Special needs adoption from a Jewish perspective.

Special needs adoption from a Jewish perspective.

Wednesday, November 20, 2013


There is a stereotype in some of the popular literature of the adopted "monster child".  The child who becomes violent and destructive and destroys the family which has taken him/her in.  The child who seemed so innocent and lovable, but turned out to be a psychopath.

-But what if, what if, what if you adopt a kid and he turns out to be a big, RAD, monster kid?  What if he screams and tantrums and poops on the floor and hits me and the other kids and destroys our life?  What are we going to do? What are we going to do?

This stereotype is based on the experience of parents with Reactive Attachment Disorder (RAD). Adopted children have invariably gone through some kind of trauma -- or they would still be with their birth parents!  They need great stability in order to heal from this trauma.  In the process, they do much more testing of their parents than bio-kids -- who certainly do their share of parent-testing!  The more abuse, neglect, disrupted placements and other trauma these children have gone through, the harder it is for them to trust and attach.  This does not make them monsters.  It makes them hurt kids.  Parents need to be cognizant of their needs in order to address them.  Younger children in the home (if any) need to be protected.  Parents need to be psychologically prepared for the extreme testing and not take it personally.  This is all very hard.  But they are still just hurt children.  Just as if they were suffering from a physical injury and we would patiently help them regain function, so do RAD children suffer from emotional injury which requires lots and lots of patience and hard work to regain the emotional competency that most people take for granted.

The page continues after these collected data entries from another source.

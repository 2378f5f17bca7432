//! Fixed-latency collaborator used when no real platform API is wired in

use async_trait::async_trait;
use std::time::Duration;
use tokio::time::sleep;

use crate::config::SyncConfig;
use crate::error::Result;
use crate::sync::{AccountSync, SyncResult};
use crate::types::Platform;

#[derive(Debug, Clone)]
pub struct SimulatedSync {
    connect_delay: Duration,
    sync_delay: Duration,
}

impl SimulatedSync {
    pub fn new(connect_delay: Duration, sync_delay: Duration) -> Self {
        Self {
            connect_delay,
            sync_delay,
        }
    }

    pub fn from_config(config: &SyncConfig) -> Result<Self> {
        Ok(Self::new(config.connect_delay()?, config.sync_delay()?))
    }
}

impl Default for SimulatedSync {
    fn default() -> Self {
        Self::new(Duration::from_millis(1500), Duration::from_millis(1500))
    }
}

#[async_trait]
impl AccountSync for SimulatedSync {
    async fn connect(&self, platform: Platform, username: &str) -> SyncResult {
        tracing::debug!(%platform, username, delay = ?self.connect_delay, "Simulating connect");
        sleep(self.connect_delay).await;
        Ok(())
    }

    async fn sync(&self, platform: Platform, username: &str) -> SyncResult {
        tracing::debug!(%platform, username, delay = ?self.sync_delay, "Simulating sync");
        sleep(self.sync_delay).await;
        Ok(())
    }
}

#[cfg(test)]
mod tests {
    use super::*;
    use std::time::Instant;

    #[test]
    fn test_from_config() {
        let config = SyncConfig {
            connect_delay: "5ms".to_string(),
            sync_delay: "7ms".to_string(),
            ..Default::default()
        };
        let sync = SimulatedSync::from_config(&config).unwrap();
        assert_eq!(sync.connect_delay, Duration::from_millis(5));
        assert_eq!(sync.sync_delay, Duration::from_millis(7));
    }

    #[tokio::test]
    async fn test_waits_for_delay_then_succeeds() {
        let sync = SimulatedSync::new(Duration::from_millis(20), Duration::ZERO);
        let started = Instant::now();
        sync.connect(Platform::Twitter, "alice").await.unwrap();
        assert!(started.elapsed() >= Duration::from_millis(20));
        sync.sync(Platform::Twitter, "alice").await.unwrap();
    }
}
//! Profile service: the signed-in user's own profile record

use chrono::Utc;
use std::sync::Arc;

use crate::error::{MingleError, Result};
use crate::identity::Identity;
use crate::store::{Profile, ProfileUpdate, RemoteStore};

#[derive(Clone)]
pub struct ProfileService {
    store: Arc<dyn RemoteStore>,
    identity: Arc<dyn Identity>,
}

impl ProfileService {
    pub fn new(store: Arc<dyn RemoteStore>, identity: Arc<dyn Identity>) -> Self {
        Self { store, identity }
    }

    /// The current user's profile, created from their identity on first use.
    pub async fn current(&self) -> Result<Profile> {
        let user = self.identity.require_user()?;
        if let Some(profile) = self.store.get_profile(&user.id).await? {
            return Ok(profile);
        }

        let now = Utc::now();
        let profile = Profile {
            id: user.id,
            email: user.email,
            full_name: None,
            avatar_url: None,
            created_at: now,
            updated_at: now,
        };
        self.store.upsert_profile(&profile).await?;
        tracing::info!(user_id = %profile.id, "Created profile");
        Ok(profile)
    }

    pub async fn update(&self, update: ProfileUpdate) -> Result<Profile> {
        if let Some(name) = &update.full_name {
            if name.trim().is_empty() {
                return Err(MingleError::Validation(
                    "Full name cannot be blank".to_string(),
                ));
            }
        }

        let mut profile = self.current().await?;
        profile.apply(update, Utc::now());
        self.store.upsert_profile(&profile).await?;
        Ok(profile)
    }
}

#[cfg(test)]
mod tests {
    use super::*;
    use crate::identity::StaticIdentity;
    use crate::store::MemoryStore;

    #[tokio::test]
    async fn test_profile_created_then_updated() {
        let store = MemoryStore::new();
        let service = ProfileService::new(
            Arc::new(store.clone()),
            Arc::new(StaticIdentity::signed_in("u1", "ana@example.com")),
        );

        let created = service.current().await.unwrap();
        assert_eq!(created.email, "ana@example.com");
        assert_eq!(service.current().await.unwrap(), created);

        let updated = service
            .update(ProfileUpdate {
                full_name: Some("Ana Lima".to_string()),
                avatar_url: None,
            })
            .await
            .unwrap();
        assert_eq!(updated.full_name.as_deref(), Some("Ana Lima"));
        assert_eq!(updated.created_at, created.created_at);
        assert_eq!(store.get_profile("u1").await.unwrap(), Some(updated));

        assert!(service
            .update(ProfileUpdate {
                full_name: Some("  ".to_string()),
                avatar_url: None,
            })
            .await
            .is_err());
    }

    #[tokio::test]
    async fn test_requires_user() {
        let service = ProfileService::new(
            Arc::new(MemoryStore::new()),
            Arc::new(StaticIdentity::anonymous()),
        );
        assert!(matches!(
            service.current().await,
            Err(MingleError::Unauthenticated)
        ));
    }
}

-Monster kids are not real, so you shouldn't be afraid of them. But even if he does turn out to be a big, RAD monster kid, maybe he wouldn't destroy our life.  Maybe we would protect him and the other kids from his scary and scared feelings, and give him the kind of stability that he needs so badly, so that he would have the space to learn to give and receive love.
-Are you sure?
-Yes, I'm sure.

(adapted from Pookie and Tushka Find a Little Piano)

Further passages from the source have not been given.